What you should do: Look through the material below and show every line with the word "UnknownMnemonic".

Data records:
________

/// Errors that can occur during assembly.
#[derive(Debug, Clone, PartialEq, Eq, Error)]
pub enum AssemblerError {
    #[error("syntax error on line {line}: {message}")]
    SyntaxError { line: usize, message: String },

    #[error("unknown mnemonic on line {line}: {mnemonic}")]
    UnknownMnemonic { line: usize, mnemonic: String },

    #[error("undefined label on line {line}: {label}")]
    UndefinedLabel { line: usize, label: String },

    #[error("duplicate label on line {line}: {label}")]
    DuplicateLabel { line: usize, label: String },

    #[error("value out of range on line {line}: {value}")]
    ValueOutOfRange { line: usize, value: i32 },
}

#[cfg(test)]
mod tests {
    use super::*;
    use crate::cpu::decode::decode;

    #[test]
    fn test_assemble_simple() {
        let source = r#"
            ; Store 5 at address 100, then stop
            ADD r1,r0,r0,5
            STORE r1,r0,r0,100
            HALT
        "#;

        let words = assemble(source).unwrap();
        assert_eq!(words.len(), 3);

        let first = decode(words[0]).unwrap();
        assert_eq!(first.op, OpCode::Add);
        assert_eq!(first.cond, CondFlag::ALWAYS);
        assert_eq!(first.target, 1);
        assert_eq!(first.offset, 5);

        assert_eq!(decode(words[1]).unwrap().op, OpCode::Store);
        assert_eq!(decode(words[2]).unwrap().op, OpCode::Halt);
    }

    #[test]
    fn test_condition_suffix() {
        let words = assemble("SUB/ZP r2,r1,r3\n").unwrap();
        let instr = decode(words[0]).unwrap();
        assert_eq!(instr.op, OpCode::Sub);
        assert_eq!(instr.cond, CondFlag::Z | CondFlag::P);
    }

    #[test]
    fn test_labels_and_jump() {
        let source = r#"
        START:
            ADD r1,r0,r0,1
            JUMP END
            ADD r1,r0,r0,99
        END:
            HALT
        "#;

        let words = assemble(source).unwrap();
        assert_eq!(words.len(), 4);

        let jump = decode(words[1]).unwrap();
        assert_eq!(jump.op, OpCode::Add);
        assert_eq!(jump.target, PC_REG);
        assert_eq!(jump.offset, 3);
    }

    #[test]
    fn test_move_and_nop_pseudo_ops() {
        let words = assemble("MOVE r2,r1\nNOP\n").unwrap();

        let mv = decode(words[0]).unwrap();
        assert_eq!(mv.op, OpCode::Add);
        assert_eq!(mv.target, 2);
        assert_eq!(mv.src1, 1);
        assert_eq!(mv.src2, 0);
        assert_eq!(mv.offset, 0);

        let nop = decode(words[1]).unwrap();
        assert_eq!(nop.op, OpCode::Add);
        assert_eq!(nop.target, 0);
    }

    #[test]
    fn test_org_and_data() {
        let source = r#"
            HALT
            ORG 10
        TABLE:
            DAT 42
            DAT -17
        "#;

        let words = assemble(source).unwrap();
        assert_eq!(words.len(), 12);
        assert_eq!(words[10], 42);
        assert_eq!(words[11], -17);
        // The gap is zero-filled
        assert_eq!(words[5], 0);
    }

    #[test]
    fn test_data_label_reference() {
        let source = r#"
            LOAD r1,r0,r0,VALUE
            HALT
        VALUE:
            DAT 7
        "#;

        let words = assemble(source).unwrap();
        assert_eq!(decode(words[0]).unwrap().offset, 2);
        assert_eq!(words[2], 7);
    }

    #[test]
    fn test_undefined_label() {
        let err = assemble("JUMP NOWHERE\n").unwrap_err();
        assert_eq!(
            err,
            AssemblerError::UndefinedLabel {
                line: 1,
                label: "NOWHERE".into()
            }
        );
    }

    #[test]
    fn test_duplicate_label() {
        let err = assemble("A:\nA:\n").unwrap_err();
        assert_eq!(
            err,
            AssemblerError::DuplicateLabel {
                line: 2,
                label: "A".into()
            }
        );
    }

    #[test]
    fn test_unknown_mnemonic() {
        let err = assemble("FROB r1,r2,r3\n").unwrap_err();
        assert!(matches!(err, AssemblerError::UnknownMnemonic { line: 1, .. }));
    }

    #[test]
    fn test_invalid_register() {
        let err = assemble("ADD r16,r0,r0\n").unwrap_err();
        assert!(matches!(err, AssemblerError::SyntaxError { line: 1, .. }));
    }

    #[test]
    fn test_offset_out_of_range() {
        let err = assemble("ADD r1,r0,r0,5000\n").unwrap_err();
        assert_eq!(
            err,
            AssemblerError::ValueOutOfRange {
                line: 1,
                value: 5000
            }
        );
    }
}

________

Answer to the problem:
    UnknownMnemonic { line: usize, mnemonic: String },
        assert!(matches!(err, AssemblerError::UnknownMnemonic { line: 1, .. }));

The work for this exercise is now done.